> [WORK TASK] When you print the records, keep every line identical to the original.

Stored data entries
┌──

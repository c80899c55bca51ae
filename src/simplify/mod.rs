//! Incremental mesh simplification by quadric error metrics.
//!
//! This module implements the edge-collapse simplification of Garland &
//! Heckbert: each vertex accumulates a quadric measuring squared deviation
//! from the planes that originally met there, each edge caches the
//! cost-minimizing position its endpoints could contract to, and a
//! priority queue executes the cheapest contractions first.
//!
//! Unlike a one-shot decimator, the [`Simplifier`] is built for hosts that
//! want to watch the mesh coarsen: every [`Simplifier::step`] performs a
//! bounded number of collapses and the mesh can be
//! [snapshotted](crate::mesh::Mesh::snapshot) between steps.
//!
//! # Example
//!
//! ```
//! use whittle::mesh::build_from_soup;
//! use whittle::simplify::{Simplifier, SimplifyOptions};
//! use nalgebra::{Point3, Vector2, Vector3};
//!
//! # let positions = vec![
//! #     Point3::new(0.0, 0.0, 0.0),
//! #     Point3::new(1.0, 0.0, 0.0),
//! #     Point3::new(1.0, 1.0, 0.0),
//! #     Point3::new(0.0, 0.0, 0.0),
//! #     Point3::new(1.0, 1.0, 0.0),
//! #     Point3::new(0.0, 1.0, 0.0),
//! # ];
//! # let uvs = vec![Vector2::zeros(); 6];
//! # let normals = vec![Vector3::z(); 6];
//! let mesh = build_from_soup(&positions, &uvs, &normals)?;
//!
//! let options = SimplifyOptions::default().with_step_budget(4);
//! let mut simplifier = Simplifier::with_options(mesh, options);
//!
//! while simplifier.step_default() > 0 {
//!     let snapshot = simplifier.mesh().snapshot();
//!     // ... hand `snapshot` to the renderer ...
//! #     let _ = snapshot;
//! }
//! # Ok::<(), whittle::MeshError>(())
//! ```
//!
//! # References
//!
//! - Garland, M. & Heckbert, P. (1997). "Surface Simplification Using
//!   Quadric Error Metrics." SIGGRAPH '97.

mod collapse;
mod cost;
mod scheduler;

pub use cost::contraction_target;
pub use scheduler::{Simplifier, SimplifyStats};

/// Options for incremental simplification.
#[derive(Debug, Clone, Default)]
pub struct SimplifyOptions {
    /// Collapses per default step. `None` selects one percent of the
    /// original vertex count (at least one).
    pub step_budget: Option<usize>,

    /// Stop collapsing once the cheapest current edge costs more than this.
    /// `None` collapses without a ceiling.
    pub max_cost: Option<f64>,
}

impl SimplifyOptions {
    /// Set a fixed per-step collapse budget.
    pub fn with_step_budget(mut self, budget: usize) -> Self {
        self.step_budget = Some(budget);
        self
    }

    /// Set a maximum acceptable collapse cost.
    pub fn with_max_cost(mut self, max_cost: f64) -> Self {
        self.max_cost = Some(max_cost);
        self
    }
}
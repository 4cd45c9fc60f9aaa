use rust_decimal::Decimal;

use crate::{
    client::{FileUpload, MultipartForm, RequestBody},
    error::Result,
    forms::{FieldErrors, flag, non_empty},
    models::{Product, ProductType},
};

#[derive(Debug, Clone)]
pub struct ProductForm {
    pub name: String,
    pub model: Option<String>,
    pub slug: Option<String>,
    pub sku: Option<String>,
    pub description: Option<String>,
    pub short_description: Option<String>,
    pub price: Option<Decimal>,
    pub discount_price: Option<Decimal>,
    pub product_type: ProductType,
    pub brand: Option<String>,
    pub subcategory_id: Option<i64>,
    pub is_featured: bool,
    pub is_active: bool,
    pub meta_title: Option<String>,
    pub meta_description: Option<String>,
    pub image_url: Option<String>,
    pub image: Option<FileUpload>,
}

impl Default for ProductForm {
    fn default() -> Self {
        Self {
            name: String::new(),
            model: None,
            slug: None,
            sku: None,
            description: None,
            short_description: None,
            price: None,
            discount_price: None,
            product_type: ProductType::Both,
            brand: None,
            subcategory_id: None,
            is_featured: false,
            is_active: true,
            meta_title: None,
            meta_description: None,
            image_url: None,
            image: None,
        }
    }
}

impl From<&Product> for ProductForm {
    fn from(product: &Product) -> Self {
        Self {
            name: product.name.clone(),
            model: product.model.clone(),
            slug: product.slug.clone(),
            sku: product.sku.clone(),
            description: product.description.clone(),
            short_description: product.short_description.clone(),
            price: Some(product.price),
            discount_price: product.discount_price,
            product_type: product.product_type,
            brand: product.brand.clone(),
            subcategory_id: product.subcategory_id,
            is_featured: product.is_featured,
            is_active: product.is_active,
            meta_title: product.meta_title.clone(),
            meta_description: product.meta_description.clone(),
            image_url: product.image_url.clone(),
            image: None,
        }
    }
}

/// SEO title and description derived from the product name and type.
pub fn meta_fields(name: &str, product_type: ProductType) -> (String, String) {
    let name = name.trim();
    let title = format!("{} - High Quality {} Equipment", name, product_type.label());
    let description = format!(
        "Discover {} - Premium {} equipment with excellent quality and competitive pricing. \
         Perfect for professional and amateur photographers.",
        name,
        product_type.as_str()
    );
    (title, description)
}

impl ProductForm {
    pub fn validate(&self) -> FieldErrors {
        let mut errors = FieldErrors::new();

        if self.name.trim().is_empty() {
            errors.add("name", "Product name is required");
        }
        if self.subcategory_id.is_none() {
            errors.add("subcategory_id", "Subcategory is required");
        }
        match self.price {
            None => errors.add("price", "Price is required"),
            Some(price) if price.is_sign_negative() => {
                errors.add("price", "Price cannot be negative")
            }
            Some(_) => {}
        }
        if self.discount_price.is_some_and(|p| p.is_sign_negative()) {
            errors.add("discount_price", "Discount price cannot be negative");
        }

        errors
    }

    /// Multipart body with every non-empty field, plus the `image` file when set.
    pub fn into_body(self) -> Result<RequestBody> {
        self.validate().into_result()?;

        let (generated_title, generated_description) = meta_fields(&self.name, self.product_type);
        let meta_title = non_empty(self.meta_title.as_deref())
            .map(str::to_string)
            .unwrap_or(generated_title);
        let meta_description = non_empty(self.meta_description.as_deref())
            .map(str::to_string)
            .unwrap_or(generated_description);

        let mut form = MultipartForm::new().text("name", self.name.trim());
        let optional = [
            ("model", self.model.as_deref()),
            ("slug", self.slug.as_deref()),
            ("sku", self.sku.as_deref()),
            ("description", self.description.as_deref()),
            ("short_description", self.short_description.as_deref()),
            ("brand", self.brand.as_deref()),
            ("image_url", self.image_url.as_deref()),
        ];
        for (field, value) in optional {
            if let Some(value) = non_empty(value) {
                form.push_text(field, value);
            }
        }

        if let Some(price) = self.price {
            form.push_text("price", price);
        }
        if let Some(discount_price) = self.discount_price {
            form.push_text("discount_price", discount_price);
        }
        if let Some(subcategory_id) = self.subcategory_id {
            form.push_text("subcategory_id", subcategory_id);
        }
        form.push_text("type", self.product_type);
        form.push_text("is_featured", flag(self.is_featured));
        form.push_text("is_active", flag(self.is_active));
        form.push_text("meta_title", meta_title);
        form.push_text("meta_description", meta_description);

        if let Some(image) = self.image {
            form.push_file("image", image);
        }

        Ok(RequestBody::Multipart(form))
    }
}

└──

> [THE COMPLETED TASK]
repository c80899c55bca51ae
filename src/simplify/mod.rs
//! Incremental mesh simplification by quadric error metrics.
//!
//! This module implements the edge-collapse simplification of Garland &
//! Heckbert: each vertex accumulates a quadric measuring squared deviation
//! from the planes that originally met there, each edge caches the
//! cost-minimizing position its endpoints could contract to, and a
//! priority queue executes the cheapest contractions first.
//!
//! Unlike a one-shot decimator, the [`Simplifier`] is built for hosts that
//! want to watch the mesh coarsen: every [`Simplifier::step`] performs a
//! bounded number of collapses and the mesh can be
//! [snapshotted](crate::mesh::Mesh::snapshot) between steps.
//!
//! # Example
//!
//! ```
//! use whittle::mesh::build_from_soup;
//! use whittle::simplify::{Simplifier, SimplifyOptions};
//! use nalgebra::{Point3, Vector2, Vector3};
//!
//! # let positions = vec![
//! #     Point3::new(0.0, 0.0, 0.0),
//! #     Point3::new(1.0, 0.0, 0.0),
//! #     Point3::new(1.0, 1.0, 0.0),
//! #     Point3::new(0.0, 0.0, 0.0),
//! #     Point3::new(1.0, 1.0, 0.0),
//! #     Point3::new(0.0, 1.0, 0.0),
//! # ];
//! # let uvs = vec![Vector2::zeros(); 6];
//! # let normals = vec![Vector3::z(); 6];
//! let mesh = build_from_soup(&positions, &uvs, &normals)?;
//!
//! let options = SimplifyOptions::default().with_step_budget(4);
//! let mut simplifier = Simplifier::with_options(mesh, options);
//!
//! while simplifier.step_default() > 0 {
//!     let snapshot = simplifier.mesh().snapshot();
//!     // ... hand `snapshot` to the renderer ...
//! #     let _ = snapshot;
//! }
//! # Ok::<(), whittle::MeshError>(())
//! ```
//!
//! # References
//!
//! - Garland, M. & Heckbert, P. (1997). "Surface Simplification Using
//!   Quadric Error Metrics." SIGGRAPH '97.

mod collapse;
mod cost;
mod scheduler;

pub use cost::contraction_target;
pub use scheduler::{Simplifier, SimplifyStats};

/// Options for incremental simplification.
#[derive(Debug, Clone, Default)]
pub struct SimplifyOptions {
    /// Collapses per default step. `None` selects one percent of the
    /// original vertex count (at least one).
    pub step_budget: Option<usize>,

    /// Stop collapsing once the cheapest current edge costs more than this.
    /// `None` collapses without a ceiling.
    pub max_cost: Option<f64>,
}

impl SimplifyOptions {
    /// Set a fixed per-step collapse budget.
    pub fn with_step_budget(mut self, budget: usize) -> Self {
        self.step_budget = Some(budget);
        self
    }

    /// Set a maximum acceptable collapse cost.
    pub fn with_max_cost(mut self, max_cost: f64) -> Self {
        self.max_cost = Some(max_cost);
        self
    }
}
repository 4cd45c9fc60f9aaa
use rust_decimal::Decimal;

use crate::{
    client::{FileUpload, MultipartForm, RequestBody},
    error::Result,
    forms::{FieldErrors, flag, non_empty},
    models::{Product, ProductType},
};

#[derive(Debug, Clone)]
pub struct ProductForm {
    pub name: String,
    pub model: Option<String>,
    pub slug: Option<String>,
    pub sku: Option<String>,
    pub description: Option<String>,
    pub short_description: Option<String>,
    pub price: Option<Decimal>,
    pub discount_price: Option<Decimal>,
    pub product_type: ProductType,
    pub brand: Option<String>,
    pub subcategory_id: Option<i64>,
    pub is_featured: bool,
    pub is_active: bool,
    pub meta_title: Option<String>,
    pub meta_description: Option<String>,
    pub image_url: Option<String>,
    pub image: Option<FileUpload>,
}

impl Default for ProductForm {
    fn default() -> Self {
        Self {
            name: String::new(),
            model: None,
            slug: None,
            sku: None,
            description: None,
            short_description: None,
            price: None,
            discount_price: None,
            product_type: ProductType::Both,
            brand: None,
            subcategory_id: None,
            is_featured: false,
            is_active: true,
            meta_title: None,
            meta_description: None,
            image_url: None,
            image: None,
        }
    }
}

impl From<&Product> for ProductForm {
    fn from(product: &Product) -> Self {
        Self {
            name: product.name.clone(),
            model: product.model.clone(),
            slug: product.slug.clone(),
            sku: product.sku.clone(),
            description: product.description.clone(),
            short_description: product.short_description.clone(),
            price: Some(product.price),
            discount_price: product.discount_price,
            product_type: product.product_type,
            brand: product.brand.clone(),
            subcategory_id: product.subcategory_id,
            is_featured: product.is_featured,
            is_active: product.is_active,
            meta_title: product.meta_title.clone(),
            meta_description: product.meta_description.clone(),
            image_url: product.image_url.clone(),
            image: None,
        }
    }
}

/// SEO title and description derived from the product name and type.
pub fn meta_fields(name: &str, product_type: ProductType) -> (String, String) {
    let name = name.trim();
    let title = format!("{} - High Quality {} Equipment", name, product_type.label());
    let description = format!(
        "Discover {} - Premium {} equipment with excellent quality and competitive pricing. \
         Perfect for professional and amateur photographers.",
        name,
        product_type.as_str()
    );
    (title, description)
}

impl ProductForm {
    pub fn validate(&self) -> FieldErrors {
        let mut errors = FieldErrors::new();

        if self.name.trim().is_empty() {
            errors.add("name", "Product name is required");
        }
        if self.subcategory_id.is_none() {
            errors.add("subcategory_id", "Subcategory is required");
        }
        match self.price {
            None => errors.add("price", "Price is required"),
            Some(price) if price.is_sign_negative() => {
                errors.add("price", "Price cannot be negative")
            }
            Some(_) => {}
        }
        if self.discount_price.is_some_and(|p| p.is_sign_negative()) {
            errors.add("discount_price", "Discount price cannot be negative");
        }

        errors
    }

    /// Multipart body with every non-empty field, plus the `image` file when set.
    pub fn into_body(self) -> Result<RequestBody> {
        self.validate().into_result()?;

        let (generated_title, generated_description) = meta_fields(&self.name, self.product_type);
        let meta_title = non_empty(self.meta_title.as_deref())
            .map(str::to_string)
            .unwrap_or(generated_title);
        let meta_description = non_empty(self.meta_description.as_deref())
            .map(str::to_string)
            .unwrap_or(generated_description);

        let mut form = MultipartForm::new().text("name", self.name.trim());
        let optional = [
            ("model", self.model.as_deref()),
            ("slug", self.slug.as_deref()),
            ("sku", self.sku.as_deref()),
            ("description", self.description.as_deref()),
            ("short_description", self.short_description.as_deref()),
            ("brand", self.brand.as_deref()),
            ("image_url", self.image_url.as_deref()),
        ];
        for (field, value) in optional {
            if let Some(value) = non_empty(value) {
                form.push_text(field, value);
            }
        }

        if let Some(price) = self.price {
            form.push_text("price", price);
        }
        if let Some(discount_price) = self.discount_price {
            form.push_text("discount_price", discount_price);
        }
        if let Some(subcategory_id) = self.subcategory_id {
            form.push_text("subcategory_id", subcategory_id);
        }
        form.push_text("type", self.product_type);
        form.push_text("is_featured", flag(self.is_featured));
        form.push_text("is_active", flag(self.is_active));
        form.push_text("meta_title", meta_title);
        form.push_text("meta_description", meta_description);

        if let Some(image) = self.image {
            form.push_file("image", image);
        }

        Ok(RequestBody::Multipart(form))
    }
}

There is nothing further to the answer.